Loi du 10 mars 1927 relative à l'extradition des étrangers
Titre III : Des effets de l'extradition.
Il en est autrement, en cas d'un consentement spécial donné dans les conditions ci-après par le gouvernement requis.
Ce consentement peut être donné par le Gouvernement français, même au cas où le fait, cause de la demande, ne serait pas l'une des infractions déterminées par l'article 4 de la présente loi.
Sont également transmises par le gouvernement étranger et soumises à la chambre d'accusation, les pièces contenant les observations de l'individu livré ou la déclaration qu'il entend n'en présenter aucune. Ces explications peuvent être complétées par un avocat choisi par lui, ou qui est désigné ou commis d'office.
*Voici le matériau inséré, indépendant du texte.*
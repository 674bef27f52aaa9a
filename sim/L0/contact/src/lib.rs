//! Contact discovery for the discrete update.
//!
//! This crate turns geometry into contact constraints' raw material:
//!
//! - **Materials**: [`ProximityProperties`] and [`CoulombFriction`] per
//!   collision geometry
//! - **Geometry queries**: the [`GeometryQuery`] interface returning
//!   [`PenetrationAsPointPair`]s and [`ContactSurface`]s, with a primitive
//!   sphere/half-space implementation in [`GeometryRegistry`]
//! - **Discretization**: [`ContactDiscretizer`] producing
//!   [`DiscreteContactPair`]s with combined stiffness, dissipation time and
//!   friction
//! - **Contact kinematics**: [`calc_contact_kinematics`] producing a contact
//!   frame and per-tree Jacobian blocks for every pair
//!
//! # Layer 0 Crate
//!
//! This is a Layer 0 crate with **zero Bevy dependencies**.

#![deny(clippy::unwrap_used, clippy::expect_used, clippy::panic)]
#![warn(missing_docs)]
#![allow(
    clippy::missing_const_for_fn,
    clippy::module_name_repetitions,
    clippy::must_use_candidate,
    clippy::missing_errors_doc,
    clippy::doc_markdown,
    clippy::similar_names,
    clippy::suboptimal_flops,
    clippy::cast_possible_truncation,
    clippy::cast_precision_loss,
    clippy::nonminimal_bool, // `!(x > 0.0)` rejects NaN
    clippy::neg_cmp_op_on_partial_ord
)]
#![cfg_attr(test, allow(clippy::float_cmp))]

pub mod discretizer;
pub mod geometry;
pub mod kinematics;
pub mod properties;
pub mod query;

pub use discretizer::{
    ContactDiscretizer, DiscreteContactPair, combine_dissipation_time_constants,
    combine_friction_coefficients, combine_stiffnesses,
};
pub use geometry::{CollisionGeometry, GeometryRegistry, Shape};
pub use kinematics::{
    ContactPairKinematics, JacobianTreeBlock, calc_contact_kinematics,
    make_rotation_from_one_vector,
};
pub use properties::{CoulombFriction, ProximityProperties};
pub use query::{
    ContactSurface, FacePressure, GeometryQuery, PenetrationAsPointPair, SurfaceFace,
    SurfaceMeshKind,
};
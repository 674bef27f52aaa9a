//! Per-contact kinematics: contact frame and per-tree Jacobian blocks.
//!
//! For a pair between bodies A and B with contact point C, the relative
//! velocity `v_AcBc = v_Bc − v_Ac` is expressed in a contact frame whose z
//! axis is the normal `n̂ = −n̂_BA` (from A into B):
//!
//! ```text
//! J_AcBc_C = R_WCᵀ·(Jv_WBc − Jv_WAc)
//! ```
//!
//! The columns of each valid tree form one [`JacobianTreeBlock`]. Anchored
//! bodies contribute no block, and a single block is emitted when both bodies
//! share a tree.

use nalgebra::{DMatrix, Matrix3, Rotation3, Vector3};
use sim_multibody::{MultibodyModel, PositionKinematics};
use sim_types::{BodyIndex, GeometryId, Result, SimError, TreeIndex};

use crate::discretizer::DiscreteContactPair;
use crate::query::GeometryQuery;

/// Normals shorter than this produce the identity frame.
const MIN_NORMAL_NORM: f64 = 1e-10;

/// Columns of a constraint Jacobian belonging to one tree.
#[derive(Debug, Clone, PartialEq)]
pub struct JacobianTreeBlock {
    /// Tree the columns belong to.
    pub tree: TreeIndex,
    /// Dense `rows × num_tree_velocities` block.
    pub jacobian: DMatrix<f64>,
}

impl JacobianTreeBlock {
    /// Create a block.
    #[must_use]
    pub fn new(tree: TreeIndex, jacobian: DMatrix<f64>) -> Self {
        Self { tree, jacobian }
    }
}

/// Kinematics of one discrete contact pair.
#[derive(Debug, Clone, PartialEq)]
pub struct ContactPairKinematics {
    /// Signed separation, negative when penetrating.
    pub phi: f64,
    /// One or two Jacobian blocks of the relative contact velocity in the
    /// contact frame, ordered (t₁, t₂, n).
    pub jacobian: Vec<JacobianTreeBlock>,
    /// Orientation of the contact frame in the world. Its z axis is the
    /// normal from A into B.
    pub r_wc: Rotation3<f64>,
}

/// Rotation whose `axis`-th column is the unit vector along `b`, completed
/// to a right-handed orthonormal basis.
///
/// The two remaining columns are arbitrary but deterministic.
#[must_use]
pub fn make_rotation_from_one_vector(b: &Vector3<f64>, axis: usize) -> Rotation3<f64> {
    let (t1, t2, n) = tangent_frame(b);
    let columns = match axis % 3 {
        0 => [n, t1, t2],
        1 => [t2, n, t1],
        _ => [t1, t2, n],
    };
    Rotation3::from_matrix_unchecked(Matrix3::from_columns(&columns))
}

/// Orthonormal `(t1, t2, n)` with `t1 × t2 = n`.
fn tangent_frame(normal: &Vector3<f64>) -> (Vector3<f64>, Vector3<f64>, Vector3<f64>) {
    let norm = normal.norm();
    if !norm.is_finite() || norm < MIN_NORMAL_NORM {
        return (Vector3::x(), Vector3::y(), Vector3::z());
    }
    let n = normal / norm;

    // Reference direction not parallel to n, then Gram-Schmidt.
    let reference = if n.x.abs() < 0.9 {
        Vector3::x()
    } else {
        Vector3::y()
    };
    let t1 = (reference - n * n.dot(&reference)).normalize();
    let t2 = n.cross(&t1);
    (t1, t2, n)
}

/// Contact kinematics for every pair, in the same order.
pub fn calc_contact_kinematics(
    model: &MultibodyModel,
    kinematics: &PositionKinematics,
    query: &dyn GeometryQuery,
    pairs: &[DiscreteContactPair],
) -> Result<Vec<ContactPairKinematics>> {
    let topology = model.topology();
    let mut out = Vec::with_capacity(pairs.len());
    for pair in pairs {
        let body_a = body_of(query, model, pair.id_a)?;
        let body_b = body_of(query, model, pair.id_b)?;

        let nhat_w = -pair.nhat_ba_w;
        let jv_wac = model.translational_jacobian(kinematics, body_a, &pair.p_wc);
        let jv_wbc = model.translational_jacobian(kinematics, body_b, &pair.p_wc);
        let jv_acbc_w = jv_wbc - jv_wac;

        let r_wc = make_rotation_from_one_vector(&nhat_w, 2);

        let tree_a = topology.body_to_tree(body_a);
        let tree_b = topology.body_to_tree(body_b);
        if tree_a.is_none() && tree_b.is_none() {
            return Err(SimError::structural(format!(
                "contact between {} and {} involves no valid tree",
                pair.id_a, pair.id_b
            )));
        }

        let mut blocks = Vec::with_capacity(2);
        let trees = [tree_a, tree_b.filter(|b| Some(*b) != tree_a)];
        for tree in trees.into_iter().flatten() {
            let start = topology.tree_velocities_start(tree);
            let nt = topology.num_tree_velocities(tree);
            let jacobian = r_wc.matrix().transpose() * jv_acbc_w.columns(start, nt);
            blocks.push(JacobianTreeBlock::new(
                tree,
                DMatrix::from_column_slice(3, nt, jacobian.as_slice()),
            ));
        }

        out.push(ContactPairKinematics {
            phi: pair.phi0,
            jacobian: blocks,
            r_wc,
        });
    }
    Ok(out)
}

fn body_of(query: &dyn GeometryQuery, model: &MultibodyModel, id: GeometryId) -> Result<BodyIndex> {
    let body = query
        .body_of(id)
        .ok_or_else(|| SimError::invalid_index("geometry", id.raw() as usize))?;
    if body.index() >= model.num_bodies() {
        return Err(SimError::invalid_index("body", body.index()));
    }
    Ok(body)
}
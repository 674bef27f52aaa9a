//! Coupler constraints between single-dof joints.
//!
//! Two disks with equal inertia coupled by `q_a = 2·q_b`. Starting from
//! `v₀ = (1, 0)` the momentum-preserving projection onto `v_a = 2·v_b` is
//! `(0.8, 0.4)`, which SAP reproduces up to its near-rigid regularization.

use approx::assert_relative_eq;
use nalgebra::DVector;
use sim_constraint::ConstraintKind;
use sim_tests::two_disks;

#[test]
fn test_gear_ratio_projection() {
    let (mut manager, ja, jb) = two_disks(1.0e-3).unwrap();
    manager.add_coupler_constraint(ja, jb, 2.0, 0.0).unwrap();

    let mut context = manager.create_default_context();
    context
        .set_velocities(&DVector::from_vec(vec![1.0, 0.0]))
        .unwrap();
    let results = manager.eval_contact_solver_results(&context).unwrap();
    assert_relative_eq!(results.v_next[0], 0.8, epsilon = 2e-3);
    assert_relative_eq!(results.v_next[1], 0.4, epsilon = 2e-3);
    // No contacts: nothing is reported as contact force.
    assert_eq!(results.num_contacts(), 0);
    assert_eq!(results.tau_contact, DVector::zeros(2));
}

#[test]
fn test_coupler_spans_two_trees() {
    let (mut manager, ja, jb) = two_disks(1.0e-3).unwrap();
    manager.add_coupler_constraint(ja, jb, 2.0, 0.0).unwrap();
    let context = manager.create_default_context();

    let cache = manager.eval_contact_problem(&context).unwrap();
    assert_eq!(cache.problem.num_constraints(), 1);
    let c = cache.problem.constraint(0).unwrap();
    assert!(matches!(c.kind(), ConstraintKind::Holonomic(_)));
    assert_eq!(c.num_trees(), 2);
    assert_eq!(c.jacobian()[0].jacobian[(0, 0)], 1.0);
    assert_eq!(c.jacobian()[1].jacobian[(0, 0)], -2.0);
}

#[test]
fn test_coupled_motion_stays_on_constraint() {
    let (mut manager, ja, jb) = two_disks(1.0e-3).unwrap();
    manager.add_coupler_constraint(ja, jb, 2.0, 0.0).unwrap();
    let mut context = manager.create_default_context();
    context
        .set_velocities(&DVector::from_vec(vec![1.0, 0.0]))
        .unwrap();

    for _ in 0..100 {
        manager.advance(&mut context).unwrap();
    }
    let q = context.positions();
    assert!(q[0] > 0.05);
    assert!((q[0] - 2.0 * q[1]).abs() < 1e-3);
}

#[test]
fn test_offset_violation_is_corrected() {
    let (mut manager, ja, jb) = two_disks(1.0e-3).unwrap();
    manager.add_coupler_constraint(ja, jb, 1.0, 0.05).unwrap();
    let mut context = manager.create_default_context();
    // g₀ = 0.2 − 0 − 0.05
    context
        .set_positions(&DVector::from_vec(vec![0.2, 0.0]))
        .unwrap();

    for _ in 0..50 {
        manager.advance(&mut context).unwrap();
    }
    let q = context.positions();
    let g = q[0] - q[1] - 0.05;
    assert!(g.abs() < 0.01, "constraint violation {g}");
}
La nullité est prononcée, même d'office, par la juridiction d'instruction ou de jugement dont l'extradé relève après sa remise.
Si l'extradition a été accordée en vertu d'un arrêt ou d'un jugement définitif, la nullité est prononcée par la chambre d'accusation dans le ressort de laquelle cette remise a eu lieu.
La demande en nullité formée par l'extradé n'est recevable que si elle est présentée dans un délai de trois jours à compter de la mise en demeure qui lui est adressée, aussitôt après son incarcération, par le procureur de la République. L'extradé est informé, en même temps, du droit qui lui appartient de se choisir ou de se faire désigner un défenseur.
Toutefois, cette réserve n'a pas lieu d'être appliquée lorsque l'individu extradé a eu, pendant le délai fixé à l'article précédent, la faculté de quitter le territoire français.